So last night I listened to a online discussion with Bill Bratton and Connie Rice. Bratton, you probably know, is the former police commissioner/chief of the NYPD and LAPD. Rice graduated from Harvard and NYU Law and is a civil rights attorney, activist, and a former member of President Barack Obama’s Taskforce on 21st Century Policing. That last part matters. Because that report is taken seriously by a lot of people as a vision for progressive police and a blueprint for reform. (Though I’ve never been a big fan.) The discussion was OK. But I really couldn’t focus on much after this moments 22 minutes in. Ms Rice says:
I’m just going to say this one stat once. If you’re a black man in Nickerson Gardens, today, every time you step out of your unit in that housing project, you face a 45% chance of going to jail. Every day. Not being stopped. That’s 90%. That’s what mass incarceration has done to these communities. That’s not safety, that’s destruction. … We’ve got to stop that aggressive proactive preemptive policing that criminalizes the entire community.

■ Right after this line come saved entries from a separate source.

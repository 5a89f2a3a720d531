//! Device-local free-list pool
//!
//! Blocks live in a generational arena and keep a sorted list of free ranges.
//! Allocation is first-fit across the blocks of the requested memory type;
//! when nothing fits a new block of at least `block_size` bytes is added.
//! Freed ranges merge with their neighbours. Live allocations are tracked by
//! key, so freeing twice or freeing a foreign allocation is an error instead
//! of silent corruption.

use ash::vk;
use slotmap::{new_key_type, SlotMap};

use super::block::{align_up, BlockProvider, MemoryBlock};
use super::MemoryStats;
use crate::render::backends::vulkan::{VulkanError, VulkanResult};

new_key_type! {
    /// Arena key of a resident block
    pub struct BlockKey;
    /// Key of a live resident allocation
    pub struct AllocationKey;
}

const POOL_NAME: &str = "resident";

#[derive(Debug, Clone, Copy, PartialEq, Eq)]
struct FreeRange {
    offset: vk::DeviceSize,
    size: vk::DeviceSize,
}

impl FreeRange {
    fn end(&self) -> vk::DeviceSize {
        self.offset + self.size
    }
}

struct ResidentBlock {
    block: MemoryBlock,
    free: Vec<FreeRange>,
}

impl ResidentBlock {
    fn new(block: MemoryBlock) -> Self {
        let size = block.size();
        Self {
            block,
            free: vec![FreeRange { offset: 0, size }],
        }
    }

    /// First free range that can hold `size` bytes at `alignment`
    fn find_fit(&self, size: vk::DeviceSize, alignment: vk::DeviceSize) -> Option<(usize, vk::DeviceSize)> {
        self.free.iter().enumerate().find_map(|(index, range)| {
            let aligned = align_up(range.offset, alignment);
            (aligned + size <= range.end()).then_some((index, aligned))
        })
    }

    /// Remove `[offset, offset + size)` from free range `index`, keeping any padding
    fn carve(&mut self, index: usize, offset: vk::DeviceSize, size: vk::DeviceSize) {
        let range = self.free.remove(index);
        let tail = FreeRange {
            offset: offset + size,
            size: range.end() - (offset + size),
        };
        let head = FreeRange {
            offset: range.offset,
            size: offset - range.offset,
        };
        if tail.size > 0 {
            self.free.insert(index, tail);
        }
        if head.size > 0 {
            self.free.insert(index, head);
        }
    }

    /// Return `[offset, offset + size)` and merge with adjacent ranges
    fn release(&mut self, offset: vk::DeviceSize, size: vk::DeviceSize) {
        let index = self.free.partition_point(|range| range.offset < offset);
        self.free.insert(index, FreeRange { offset, size });

        if index + 1 < self.free.len() && self.free[index].end() == self.free[index + 1].offset {
            self.free[index].size += self.free[index + 1].size;
            self.free.remove(index + 1);
        }
        if index > 0 && self.free[index - 1].end() == self.free[index].offset {
            self.free[index - 1].size += self.free[index].size;
            self.free.remove(index);
        }
    }

    fn free_bytes(&self) -> vk::DeviceSize {
        self.free.iter().map(|range| range.size).sum()
    }

    fn is_empty(&self) -> bool {
        self.free.len() == 1 && self.free[0].size == self.block.size()
    }
}

struct LiveAllocation {
    block: BlockKey,
    offset: vk::DeviceSize,
    size: vk::DeviceSize,
}

/// Handle to a range of resident memory
#[derive(Debug, Clone, Copy, PartialEq, Eq)]
pub struct DeviceAllocation {
    key: AllocationKey,
    block: BlockKey,
    memory: vk::DeviceMemory,
    offset: vk::DeviceSize,
    size: vk::DeviceSize,
}

impl DeviceAllocation {
    /// Memory the range lives in
    pub fn memory(&self) -> vk::DeviceMemory {
        self.memory
    }

    /// Byte offset within the block
    pub fn offset(&self) -> vk::DeviceSize {
        self.offset
    }

    /// Size in bytes
    pub fn size(&self) -> vk::DeviceSize {
        self.size
    }

    /// Arena key of the owning block
    pub fn block(&self) -> BlockKey {
        self.block
    }
}

/// Free-list allocator over device-local blocks
pub struct DevicePool {
    blocks: SlotMap<BlockKey, ResidentBlock>,
    live: SlotMap<AllocationKey, LiveAllocation>,
    block_size: vk::DeviceSize,
    budget: Option<vk::DeviceSize>,
}

impl DevicePool {
    /// Empty pool growing by at least `block_size` bytes per block
    pub fn new(block_size: vk::DeviceSize, budget: Option<vk::DeviceSize>) -> Self {
        Self {
            blocks: SlotMap::with_key(),
            live: SlotMap::with_key(),
            block_size,
            budget,
        }
    }

    fn reserved_bytes(&self) -> vk::DeviceSize {
        self.blocks.values().map(|b| b.block.size()).sum()
    }

    /// Allocate `size` bytes aligned to `alignment` from `memory_type_index`
    pub fn alloc(
        &mut self,
        provider: &mut dyn BlockProvider,
        size: vk::DeviceSize,
        alignment: vk::DeviceSize,
        memory_type_index: u32,
    ) -> VulkanResult<DeviceAllocation> {
        if size == 0 {
            return Err(VulkanError::invalid("Zero-sized resident allocation"));
        }

        let existing = self
            .blocks
            .iter()
            .filter(|(_, b)| b.block.memory_type_index() == memory_type_index)
            .find_map(|(key, b)| b.find_fit(size, alignment).map(|(index, offset)| (key, index, offset)));

        let (block_key, index, offset) = match existing {
            Some(fit) => fit,
            None => {
                let key = self.grow(provider, align_up(size, alignment), memory_type_index)?;
                (key, 0, 0)
            }
        };

        let block = self
            .blocks
            .get_mut(block_key)
            .ok_or_else(|| VulkanError::invalid("Resident block vanished during allocation"))?;
        block.carve(index, offset, size);
        let memory = block.block.memory();

        let key = self.live.insert(LiveAllocation {
            block: block_key,
            offset,
            size,
        });

        Ok(DeviceAllocation {
            key,
            block: block_key,
            memory,
            offset,
            size,
        })
    }

    fn grow(
        &mut self,
        provider: &mut dyn BlockProvider,
        min_size: vk::DeviceSize,
        memory_type_index: u32,
    ) -> VulkanResult<BlockKey> {
        let size = self.block_size.max(min_size);

        if let Some(budget) = self.budget {
            if self.reserved_bytes() + size > budget {
                log::error!(
                    "[MEMORY] Resident budget of {} bytes exceeded ({} reserved, {} more needed)",
                    budget,
                    self.reserved_bytes(),
                    size
                );
                return Err(VulkanError::OutOfDeviceMemory {
                    requested: min_size,
                    pool: POOL_NAME,
                });
            }
        }

        let block = provider.allocate(size, memory_type_index, false).map_err(|e| match e {
            VulkanError::Api(vk::Result::ERROR_OUT_OF_DEVICE_MEMORY | vk::Result::ERROR_OUT_OF_HOST_MEMORY) => {
                VulkanError::OutOfDeviceMemory {
                    requested: min_size,
                    pool: POOL_NAME,
                }
            }
            other => other,
        })?;

        log::info!(
            "[MEMORY] Resident pool grew to {} blocks (+{} bytes, memory type {})",
            self.blocks.len() + 1,
            size,
            memory_type_index
        );
        Ok(self.blocks.insert(ResidentBlock::new(block)))
    }

    /// Return an allocation's range to its block
    pub fn free(&mut self, allocation: &DeviceAllocation) -> VulkanResult<()> {
        let live = self.live.remove(allocation.key).ok_or(VulkanError::StaleAllocation)?;
        let block = self.blocks.get_mut(live.block).ok_or(VulkanError::StaleAllocation)?;
        block.release(live.offset, live.size);
        Ok(())
    }

    /// Release blocks with no live allocations
    pub fn trim(&mut self, provider: &mut dyn BlockProvider) -> usize {
        let empty: Vec<BlockKey> = self
            .blocks
            .iter()
            .filter(|(_, b)| b.is_empty())
            .map(|(key, _)| key)
            .collect();
        for key in &empty {
            if let Some(block) = self.blocks.remove(*key) {
                provider.free(block.block);
            }
        }
        empty.len()
    }

    /// Usage statistics
    pub fn stats(&self) -> MemoryStats {
        let reserved = self.reserved_bytes();
        let free: vk::DeviceSize = self.blocks.values().map(ResidentBlock::free_bytes).sum();
        MemoryStats {
            blocks: self.blocks.len(),
            reserved_bytes: reserved,
            used_bytes: reserved - free,
            live_allocations: self.live.len(),
        }
    }

    /// Release every block, live or not
    pub fn destroy(&mut self, provider: &mut dyn BlockProvider) {
        if !self.live.is_empty() {
            log::warn!("[MEMORY] Destroying resident pool with {} live allocations", self.live.len());
        }
        self.live.clear();
        for (_, block) in self.blocks.drain() {
            provider.free(block.block);
        }
    }
}

#[cfg(test)]
mod tests {
    use super::*;
    use crate::render::backends::vulkan::memory::block::HeapBlockProvider;

    fn overlaps(a: &DeviceAllocation, b: &DeviceAllocation) -> bool {
        a.memory() == b.memory() && a.offset() < b.offset() + b.size() && b.offset() < a.offset() + a.size()
    }

    #[test]
    fn test_alloc_free_alloc_reuses_space() {
        let mut provider = HeapBlockProvider::new();
        let mut pool = DevicePool::new(4096, None);

        let a = pool.alloc(&mut provider, 1000, 256, 1).unwrap();
        pool.free(&a).unwrap();
        let b = pool.alloc(&mut provider, 1000, 256, 1).unwrap();

        assert_eq!(pool.stats().blocks, 1);
        assert_eq!(b.offset(), a.offset());
        assert_eq!(provider.live_blocks(), 1);
    }

    #[test]
    fn test_double_free_is_rejected() {
        let mut provider = HeapBlockProvider::new();
        let mut pool = DevicePool::new(4096, None);
        let a = pool.alloc(&mut provider, 64, 16, 0).unwrap();
        pool.free(&a).unwrap();
        assert!(matches!(pool.free(&a), Err(VulkanError::StaleAllocation)));
    }

    #[test]
    fn test_allocations_aligned_and_disjoint() {
        let mut provider = HeapBlockProvider::new();
        let mut pool = DevicePool::new(8192, None);
        let requests = [(100, 16), (33, 64), (500, 256), (7, 4), (1024, 1024), (3000, 512)];

        let allocations: Vec<_> = requests
            .iter()
            .map(|&(size, align)| pool.alloc(&mut provider, size, align, 0).unwrap())
            .collect();

        for (allocation, &(_, align)) in allocations.iter().zip(&requests) {
            assert_eq!(allocation.offset() % align, 0);
        }
        for (i, a) in allocations.iter().enumerate() {
            for b in &allocations[i + 1..] {
                assert!(!overlaps(a, b), "{a:?} overlaps {b:?}");
            }
        }
    }

    #[test]
    fn test_freed_neighbours_coalesce() {
        let mut provider = HeapBlockProvider::new();
        let mut pool = DevicePool::new(1024, None);
        let a = pool.alloc(&mut provider, 256, 1, 0).unwrap();
        let b = pool.alloc(&mut provider, 256, 1, 0).unwrap();
        let c = pool.alloc(&mut provider, 256, 1, 0).unwrap();

        pool.free(&a).unwrap();
        pool.free(&c).unwrap();
        pool.free(&b).unwrap();

        let whole = pool.alloc(&mut provider, 1024, 1, 0).unwrap();
        assert_eq!(whole.offset(), 0);
        assert_eq!(pool.stats().blocks, 1);
    }

    #[test]
    fn test_grows_for_oversized_and_other_types() {
        let mut provider = HeapBlockProvider::new();
        let mut pool = DevicePool::new(1024, None);

        let big = pool.alloc(&mut provider, 5000, 1, 0).unwrap();
        let other_type = pool.alloc(&mut provider, 16, 1, 3).unwrap();

        assert_ne!(big.block(), other_type.block());
        assert_eq!(pool.stats().blocks, 2);
        assert_eq!(pool.stats().reserved_bytes, 5000 + 1024);
    }

    #[test]
    fn test_budget_and_provider_exhaustion() {
        let mut provider = HeapBlockProvider::new();
        let mut pool = DevicePool::new(1024, Some(2048));
        pool.alloc(&mut provider, 1024, 1, 0).unwrap();
        pool.alloc(&mut provider, 1024, 1, 0).unwrap();
        assert!(matches!(
            pool.alloc(&mut provider, 1, 1, 0),
            Err(VulkanError::OutOfDeviceMemory { pool: "resident", .. })
        ));

        let mut small = HeapBlockProvider::with_capacity(1024);
        let mut pool = DevicePool::new(1024, None);
        pool.alloc(&mut small, 1024, 1, 0).unwrap();
        assert!(matches!(
            pool.alloc(&mut small, 1, 1, 0),
            Err(VulkanError::OutOfDeviceMemory { requested: 1, .. })
        ));
    }

    #[test]
    fn test_trim_and_destroy_return_blocks() {
        let mut provider = HeapBlockProvider::new();
        let mut pool = DevicePool::new(1024, None);
        let a = pool.alloc(&mut provider, 16, 1, 0).unwrap();
        let _b = pool.alloc(&mut provider, 16, 1, 1).unwrap();
        pool.free(&a).unwrap();

        assert_eq!(pool.trim(&mut provider), 1);
        assert_eq!(provider.live_blocks(), 1);

        pool.destroy(&mut provider);
        assert_eq!(provider.live_blocks(), 0);
        assert_eq!(pool.stats().live_allocations, 0);
    }
}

But there’s no way 45% of black men going outside are locked up every day. No way. There’s no way 90% of black men are stopped every day. It’s impossible. How can one with common sense think this to be true?
If there’s a police-related epidemic right now, it’s an epidemic of crazy talk about policing. Not from anti-policing people or somebody at a protest. I’m talking about professors, writers, lawyers, people who impact police reform and policy. People who really should know better.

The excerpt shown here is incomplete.